手をグー・パーのように拳を握って、開いてを数回繰り返す。
全身を伸ばした状態で、一気に脱力する。

おわりに

自律訓練法の習得には最低でも半年かかると言われている。私の場合は1年かかった。ただ一度マスターしてしまえば一生物で、これを実践するだけで健康になる素晴らしいツールだ。さらにマスターすることで応用の幅も広がり、様々な瞑想の基礎にもある。

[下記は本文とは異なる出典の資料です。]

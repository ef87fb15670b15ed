use log::{debug, trace};

use super::tree::{Document, Element};
use super::waypoint::{Action, Waypoint};
use crate::config::KmlConfig;
use crate::error::{Error, Result};

pub const KML_NAMESPACE: &str = "http://www.opengis.net/kml/2.2";
/// Every WPML schema version lives under this URI prefix.
pub const WPML_NAMESPACE_PREFIX: &str = "http://www.dji.com/wpmz/";
const XML_DECLARATION: &str = "<?xml version=\"1.0\" encoding=\"UTF-8\"?>\n";

#[derive(Debug, Clone)]
pub struct SynthesisOptions {
    pub author: String,
    pub timestamp_ms: i64,
    /// Used when the template does not declare a WPML namespace.
    pub wpml_namespace: String,
    pub default_height: f64,
}

impl SynthesisOptions {
    pub fn from_config(config: &KmlConfig, timestamp_ms: i64) -> SynthesisOptions {
        SynthesisOptions {
            author: config.author.clone(),
            timestamp_ms,
            wpml_namespace: config.wpml_namespace.clone(),
            default_height: config.default_height,
        }
    }
}

/// Namespace and prefix used for vendor elements of one document.
struct Wpml {
    uri: String,
    prefix: String,
}

impl Wpml {
    fn detect(root: &Element, fallback: &str) -> Wpml {
        match root.prefix_for(|uri| uri.starts_with(WPML_NAMESPACE_PREFIX)) {
            Some((prefix, uri)) if !prefix.is_empty() => Wpml {
                uri: uri.to_string(),
                prefix: prefix.to_string(),
            },
            _ => Wpml {
                uri: fallback.to_string(),
                prefix: "wpml".to_string(),
            },
        }
    }

    fn tag(&self, local: &str) -> String {
        format!("{}:{}", self.prefix, local)
    }

    fn set(&self, element: &mut Element, local: &str, text: &str) {
        element.set_child_text(&self.uri, local, &self.tag(local), text);
    }

    fn leaf(&self, parent: &Element, local: &str, text: &str) -> Element {
        parent.new_leaf(&self.tag(local), text)
    }
}

/// Indentation of `child` inside `parent`, taken from the separator.
fn indent_inside(parent: &Element) -> String {
    parent
        .child_separator()
        .and_then(|s| s.rsplit('\n').next().map(str::to_string))
        .unwrap_or_default()
}

fn missing(name: &str) -> Error {
    Error::MissingElement(name.to_string())
}

/// Same prefix as `sibling`, applied to a KML local name.
fn kml_tag(sibling: &Element, local: &str) -> String {
    match sibling.prefix() {
        Some(p) => format!("{p}:{local}"),
        None => local.to_string(),
    }
}

fn set_coordinates(placemark: &mut Element, waypoint: &Waypoint) {
    let text = format!(
        "\n            {},{}\n          ",
        waypoint.longitude, waypoint.latitude
    );
    if let Some(coords) = placemark
        .find_mut(KML_NAMESPACE, "Point")
        .and_then(|point| point.find_mut(KML_NAMESPACE, "coordinates"))
    {
        coords.set_text(&text);
        return;
    }
    if let Some(coords) = placemark.find_descendant_mut("coordinates") {
        coords.set_text(&text);
        return;
    }
    let indent = indent_inside(placemark);
    let mut point = placemark.new_child(&kml_tag(placemark, "Point"));
    let coords = placemark.new_leaf(&kml_tag(placemark, "coordinates"), &text);
    point.append_indented(coords, &indent);
    placemark.append_element(point);
}

fn action_element(wpml: &Wpml, parent: &Element, indent: &str, id: usize, action: &Action) -> Element {
    let inner = format!("{indent}  ");
    let mut element = parent.new_child(&wpml.tag("action"));
    element.append_indented(wpml.leaf(parent, "actionId", &id.to_string()), indent);
    element.append_element(wpml.leaf(parent, "actionActuatorFunc", action.actuator_func()));
    let mut params = parent.new_child(&wpml.tag("actionActuatorFuncParam"));
    for (key, value) in action.params() {
        params.append_indented(wpml.leaf(parent, key, &value), &inner);
    }
    element.append_element(params);
    element
}

fn new_action_group(wpml: &Wpml, placemark: &Element, indent: &str, index: usize) -> Element {
    let idx = index.to_string();
    let mut group = placemark.new_child(&wpml.tag("actionGroup"));
    group.append_indented(wpml.leaf(placemark, "actionGroupId", &idx), indent);
    group.append_element(wpml.leaf(placemark, "actionGroupStartIndex", &idx));
    group.append_element(wpml.leaf(placemark, "actionGroupEndIndex", &idx));
    group.append_element(wpml.leaf(placemark, "actionGroupMode", "sequence"));
    let mut trigger = placemark.new_child(&wpml.tag("actionTrigger"));
    trigger.append_indented(
        wpml.leaf(placemark, "actionTriggerType", "reachPoint"),
        &format!("{indent}  "),
    );
    group.append_element(trigger);
    group
}

/// Replaces the actions of the placemark's action group, creating the
/// group when the template has none. Group id and trigger are kept; the
/// start/end indices point at this waypoint.
fn set_actions(wpml: &Wpml, placemark: &mut Element, index: usize, actions: &[Action]) {
    let indent = indent_inside(placemark);
    if placemark.find(&wpml.uri, "actionGroup").is_none() {
        let group = new_action_group(wpml, placemark, &indent, index);
        placemark.append_element(group);
    }
    let Some(group) = placemark.find_mut(&wpml.uri, "actionGroup") else {
        return;
    };
    group.remove_all(&wpml.uri, "action");
    let idx = index.to_string();
    wpml.set(group, "actionGroupStartIndex", &idx);
    wpml.set(group, "actionGroupEndIndex", &idx);
    let group_indent = indent_inside(group);
    for (i, action) in actions.iter().enumerate() {
        let element = action_element(wpml, group, &group_indent, i, action);
        group.append_indented(element, &indent);
    }
}

fn fill_placemark(
    wpml: &Wpml,
    placemark: &mut Element,
    index: usize,
    waypoint: &Waypoint,
    global_height: f64,
) {
    set_coordinates(placemark, waypoint);
    wpml.set(placemark, "index", &index.to_string());
    let height = waypoint.height.unwrap_or(global_height);
    wpml.set(placemark, "height", &height.to_string());
    if let Some(ellipsoid) = placemark.find_mut(&wpml.uri, "ellipsoidHeight") {
        ellipsoid.set_text(&(waypoint.altitude + height).to_string());
    }
    if !waypoint.actions.is_empty() {
        set_actions(wpml, placemark, index, &waypoint.actions);
    }
}

/// Rewrites the placemarks of a WPML document, one per waypoint in order.
///
/// The first placemark of the waypoint folder is the clone source; every
/// original placemark is removed and the new ones are inserted where the
/// first one stood. Author and create/update times are refreshed. All
/// other bytes of the template are written back unchanged.
pub fn edit_placemarks(xml: &str, waypoints: &[Waypoint], opts: &SynthesisOptions) -> Result<String> {
    let mut doc = Document::parse(xml)?;
    let root = doc.root_mut().ok_or_else(|| missing("kml"))?;
    let wpml = Wpml::detect(root, &opts.wpml_namespace);
    trace!("vendor namespace {} as {}:", wpml.uri, wpml.prefix);

    let document = if root.local_name() == "kml" {
        root.find_mut(KML_NAMESPACE, "Document")
            .ok_or_else(|| missing("Document"))?
    } else {
        root
    };
    if let Some(author) = document.find_mut(&wpml.uri, "author") {
        author.set_text(&opts.author);
    }
    let now = opts.timestamp_ms.to_string();
    for field in ["createTime", "updateTime"] {
        if let Some(element) = document.find_mut(&wpml.uri, field) {
            element.set_text(&now);
        }
    }

    let folder = document
        .find_mut(KML_NAMESPACE, "Folder")
        .ok_or_else(|| missing("Folder"))?;
    let template = folder
        .find(KML_NAMESPACE, "Placemark")
        .cloned()
        .ok_or_else(|| missing("Placemark"))?;
    let global_height = folder
        .find(&wpml.uri, "globalHeight")
        .and_then(|h| h.text().trim().parse::<f64>().ok())
        .unwrap_or(opts.default_height);

    let separator = folder.child_separator();
    let mut at = folder
        .remove_all(KML_NAMESPACE, "Placemark")
        .ok_or_else(|| missing("Placemark"))?;
    for (index, waypoint) in waypoints.iter().enumerate() {
        let mut placemark = template.clone();
        fill_placemark(&wpml, &mut placemark, index, waypoint, global_height);
        at = folder.insert_element(at, placemark, separator.as_deref());
    }
    debug!("wrote {} placemarks", waypoints.len());

    let body = doc.to_xml();
    if doc.has_declaration() {
        Ok(body)
    } else {
        Ok(format!("{XML_DECLARATION}{body}"))
    }
}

個人的には最近流行りのマインドフルネスより効果的だと思う。是非トライしてもらいたいツールである。

コメント

  1. takezo87 より:

    自律訓練法はどんなところで学べるのでしょうか?
    今回の内容はすごく興味深い記事でした。
    ゾーンは部活動の試合時に経験したことがあります。人の動きやボールがスローモーションのように見えました。

  2. psypanica より:

    素晴らしいですね。試合でゾーンに入れたってことは、かなりトレーニングを積んだんですね。
    自律訓練学会というのがあって、その学会が自律訓練法の指導資格を発行しているようです。
    以下、指導医のリストです。
    http://www.jsoat.jp/contents/qualifiedpersionlist
    また、自律訓練法の指導してくれる催眠術師もいます。
    私の知ってる催眠術師では、
    以下の林先生や
    https://hayashisadatoshi.com/profile.htm
    以下の吉田先生がセミナーで自律訓練法の誘導をしてたようです。
    http://www.saimin.co.jp/jha/
    自律訓練法自体を学びたいのなら、指導医の方に教えてもらうのが良いでしょうが、
    指導医だからといって、催眠誘導が上手いかどうかはわかりません。
    ですので、お勧めは、知識は書籍で習得し、体感(変性意識の感覚)は
    実力があって信頼できる催眠術師に実際に催眠にかけてもらって、
    変性意識状態がどんなものか体験してみるのが良いと思います。
    可能なら自律訓練法で催眠状態へ誘導してくれる術者がベストです。
    もちろん一人だけでも時間をかければできるようになりますよ。

  3. takezo87 より:

    ご丁寧な説明ありがとうございます。
    調べてみて実践したいと思います。